Your task: Extract every line of the material that holds the string "Result".

Supplied data Start Marker

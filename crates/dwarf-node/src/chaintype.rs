use std::fmt;
use std::str::FromStr;

use crate::args::ArgSource;
use crate::error::ChainParamsError;

#[derive(Clone, Copy, Debug, PartialEq, Eq, Hash)]
pub enum ChainType {
    Main,
    Testnet,
    Testnet4,
    Signet,
    Regtest,
}

impl ChainType {
    pub const ALL: [ChainType; 5] = [
        ChainType::Main,
        ChainType::Testnet,
        ChainType::Testnet4,
        ChainType::Signet,
        ChainType::Regtest,
    ];

    pub fn as_str(self) -> &'static str {
        match self {
            ChainType::Main => "main",
            ChainType::Testnet => "test",
            ChainType::Testnet4 => "testnet4",
            ChainType::Signet => "signet",
            ChainType::Regtest => "regtest",
        }
    }
}

impl fmt::Display for ChainType {
    fn fmt(&self, f: &mut fmt::Formatter<'_>) -> fmt::Result {
        f.write_str(self.as_str())
    }
}

impl FromStr for ChainType {
    type Err = ChainParamsError;

    fn from_str(s: &str) -> Result<Self, Self::Err> {
        ChainType::ALL
            .into_iter()
            .find(|c| c.as_str() == s)
            .ok_or_else(|| ChainParamsError::UnknownChain(s.to_string()))
    }
}

/// Resolves the chain from `-chain=<name>` or one of the legacy
/// `-testnet`, `-testnet4`, `-signet`, `-regtest` flags. Defaults to main.
pub fn chain_type_from_args(args: &dyn ArgSource) -> Result<ChainType, ChainParamsError> {
    let mut picked: Vec<ChainType> = Vec::new();
    for (flag, chain) in [
        ("-testnet", ChainType::Testnet),
        ("-testnet4", ChainType::Testnet4),
        ("-signet", ChainType::Signet),
        ("-regtest", ChainType::Regtest),
    ] {
        if args.get_bool_arg(flag).unwrap_or(false) {
            picked.push(chain);
        }
    }

    let chain_args = args.get_args("-chain");
    if let Some(last) = chain_args.last() {
        picked.push(last.parse()?);
    }

    match picked.as_slice() {
        [] => Ok(ChainType::Main),
        [one] => Ok(*one),
        _ => Err(ChainParamsError::ConflictingChains),
    }
}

Supplied data End Marker

Task output:
    fn fmt(&self, f: &mut fmt::Formatter<'_>) -> fmt::Result {
    fn from_str(s: &str) -> Result<Self, Self::Err> {
pub fn chain_type_from_args(args: &dyn ArgSource) -> Result<ChainType, ChainParamsError> {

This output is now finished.